Bibeln verbrannt, PC demoliert

Die Kampagne gegen die Christen hat viele Facetten: Missionsbüros und Kirchengebäude werden zur Zielscheibe von Attacken, manchmal ohne vorherige Drohung. Bibeln und christliche Bücher werden verbrannt, Computer gestohlen oder zerschlagen, Möbel demoliert. "Vor kurzem wurden in Madhya Pradesh fünf Nonnen überfallen - und die Polizei nahm nachher die Nonnen fest, unter dem Vorwurf, sie hätten Leute bekehrt!" Die Absicht, Leute zu bekehren, wird den Christen nun bei jeglicher Aktivität (auch Schulen, medizinische Pflege) unterstellt.

Wer nicht nachgibt…

Unter den Hindutva-Aktivisten sind auch Journalisten. Wie VJ berichtet, erschien kürzlich ein Journalist bei einem christlichen Treffen in Chhattisgarh - und forderte seinen Abbruch!
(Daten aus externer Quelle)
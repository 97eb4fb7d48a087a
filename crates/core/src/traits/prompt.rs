//! Prompt templating interface
//!
//! Deterministic templating only: the pipeline depends on embedded-data
//! fidelity, not on exact wording, so the methods are synchronous and
//! infallible.

use serde::{Deserialize, Serialize};

use crate::persona::{PatientPersona, Profession};
use crate::traits::health::ComponentHealth;

/// Where in the scenario a turn sits.
#[derive(Debug, Clone, Default, Serialize, Deserialize)]
pub struct TurnContext {
    pub scenario_type: String,
    pub difficulty: String,
    pub turn_index: u32,
}

/// Everything the feedback prompt template needs.
#[derive(Debug, Clone, Serialize, Deserialize)]
pub struct FeedbackPromptContext {
    pub transcript: String,
    pub persona: PatientPersona,
    pub profession: Profession,
    pub duration_seconds: u32,
    pub difficulty: String,
    pub scenario_type: String,
}

/// Prompt builder seam.
pub trait PromptBuilder: Send + Sync + 'static {
    /// Prompt that keeps the model in the patient's voice for one turn.
    fn build_persona_prompt(
        &self,
        persona: &PatientPersona,
        context: &TurnContext,
        utterance: &str,
    ) -> String;

    /// Prompt asking the model to author structured feedback JSON.
    fn build_feedback_prompt(&self, context: &FeedbackPromptContext) -> String;

    /// Local self-check: templates render against a fixture without panicking.
    fn health_check(&self) -> ComponentHealth;

    fn name(&self) -> &str;
}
Andernfalls werde er das RSS alarmieren. "Tatsächlich folgten ihm RSS-Leute; sie störten denn auch die Versammlung. Fanatiker, Polizisten, lokale Beamte und ihre Schutzherren im Parlament, sogar die Justiz handeln im Sinn des RSS." Besonders entmutigt die Christen, was sie auf dem Polizeiposten nicht selten erleben: Wenn die Beamten überhaupt eine Anzeige aufnehmen, verwässern sie den Sachverhalt so, dass die Täter ungestraft davonkommen. Andererseits wird den Christen ohne zureichende Gründe die "Verletzung religiöser Gefühle" vorgeworfen.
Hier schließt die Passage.